For patients who don’t want to take a pill every day but want more of a guarantee that their birth control will affect their acne, there are other methods out there. Dr. White says birth control patches and the Nuvaring are often overlooked in conversations about contraception and skincare, but they use the same combination of estrogen and progestin found in birth control pills, so she says they should function the same.
“They should work the same as the birth control pill for acne, even though they’re not as well-studied,” she says. “But a very large review of lots of different studies showed that ring users have less acne than birth control pill users. Again, there’s less circulating hormones with the ring than pills, and I think you’re looking for that sweet spot of just enough hormones to control your testosterone levels, and not so much hormones to cause other side effects.”
But I’m on the pill and it’s not helping my skin!
If hormonal birth control isn’t yielding the skin care results you want, Dr. White says to heed caution before blaming your contraception for breakouts. She says the science doesn’t add up to conclude that breakouts are caused by combination birth control methods, but she’ll never deny a patient’s individual experience and it is always possible that a certain method isn’t right for an individual’s chemistry.
“I think sometimes the formulation that might be in a certain pill is just not sufficient to decrease the sebum the skin is producing,” she says. “The most common thing I see is that a person has been on birth control for a long time, decides to change to an IUD because it’s so much easier to use, and then all of a sudden their skin goes crazy. But I suspect in those cases, it’s not because of an IUD, it’s because of the lost benefits of the pill,” says Dr. White — aka a sudden decrease of hormones in your body.

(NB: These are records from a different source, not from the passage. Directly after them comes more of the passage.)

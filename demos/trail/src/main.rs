use std::fs;
use std::io::{self, Write};
use std::path::PathBuf;

use anyhow::{Context, Result};
use clap::{Parser, ValueEnum};
use crumbtrail::memory::{MemoryQuery, MemorySite};
use crumbtrail::{Breadcrumb, RenderConfigOverride};
use serde::Deserialize;
use tracing::info;
use tracing_subscriber::EnvFilter;

/// Renders the breadcrumb trail for a request against a site described in TOML.
#[derive(Parser, Debug)]
#[command(name = "crumbtrail-demo", version)]
struct Cli {
    /// A fixture with `[site]`, `[request]` and an optional `[config]` table.
    fixture: PathBuf,

    #[arg(long, value_enum, default_value_t = Format::Html)]
    format: Format,

    /// Increase log verbosity (-v debug, -vv trace).
    #[arg(short, long, action = clap::ArgAction::Count)]
    verbose: u8,
}

#[derive(Debug, Clone, Copy, ValueEnum)]
enum Format {
    Html,
    Json,
}

#[derive(Debug, Deserialize)]
struct Fixture {
    site: MemorySite,
    request: MemoryQuery,
    #[serde(default)]
    config: RenderConfigOverride,
}

fn init_tracing(verbose: u8) {
    let filter = match verbose {
        0 => "crumbtrail=info",
        1 => "crumbtrail=debug",
        _ => "crumbtrail=trace",
    };

    let env_filter = EnvFilter::try_from_default_env().unwrap_or_else(|_| EnvFilter::new(filter));

    tracing_subscriber::fmt()
        .with_env_filter(env_filter)
        .with_writer(io::stderr)
        .with_target(false)
        .init();
}

fn main() -> Result<()> {
    let cli = Cli::parse();
    init_tracing(cli.verbose);

    let text = fs::read_to_string(&cli.fixture)
        .with_context(|| format!("failed to read {}", cli.fixture.display()))?;
    let fixture: Fixture = toml::from_str(&text)
        .with_context(|| format!("failed to parse {}", cli.fixture.display()))?;

    let breadcrumb = Breadcrumb::with_overrides(fixture.config);
    breadcrumb.config().validate()?;

    let breadcrumb = breadcrumb.generate(&fixture.request, &fixture.site);
    info!(kind = ?breadcrumb.page_kind(), crumbs = breadcrumb.trail().len(), "generated trail");

    let mut stdout = io::stdout().lock();

    match cli.format {
        Format::Json => {
            serde_json::to_writer_pretty(&mut stdout, breadcrumb.trail())?;
        }
        Format::Html => {
            if let Some(html) = breadcrumb.render(&mut stdout)? {
                stdout.write_all(html.as_bytes())?;
            }
        }
    }

    writeln!(stdout)?;

    Ok(())
}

For patients experiencing skin care crises as they switch birth control methods, Dr. White recommends either trying one of the pills approved by the FDA to treat acne, or trying a combination of a non-hormonal copper IUD paired with hormonal combination birth control pills.
“The benefit of this is that the IUD is providing near-perfect protection against pregnancy, and then you take the pill for your skin,” she explains. “And then if you forget every once and a while, it’s ok, at least from the pregnancy perspective.”
Above all, Dr. White tells patients to listen to their bodies. If someone is feeling any intolerable side effects of birth control, they should stop and try something else. Patients have so many options for hormonal birth control methods these days, and though it may take some time, Dr. White says, everyone can and will find the one right for them.
“Birth control is supposed to make your life better, not worse,” she says. “There are too many methods out there for you to feel stuck with the one that you’re on.”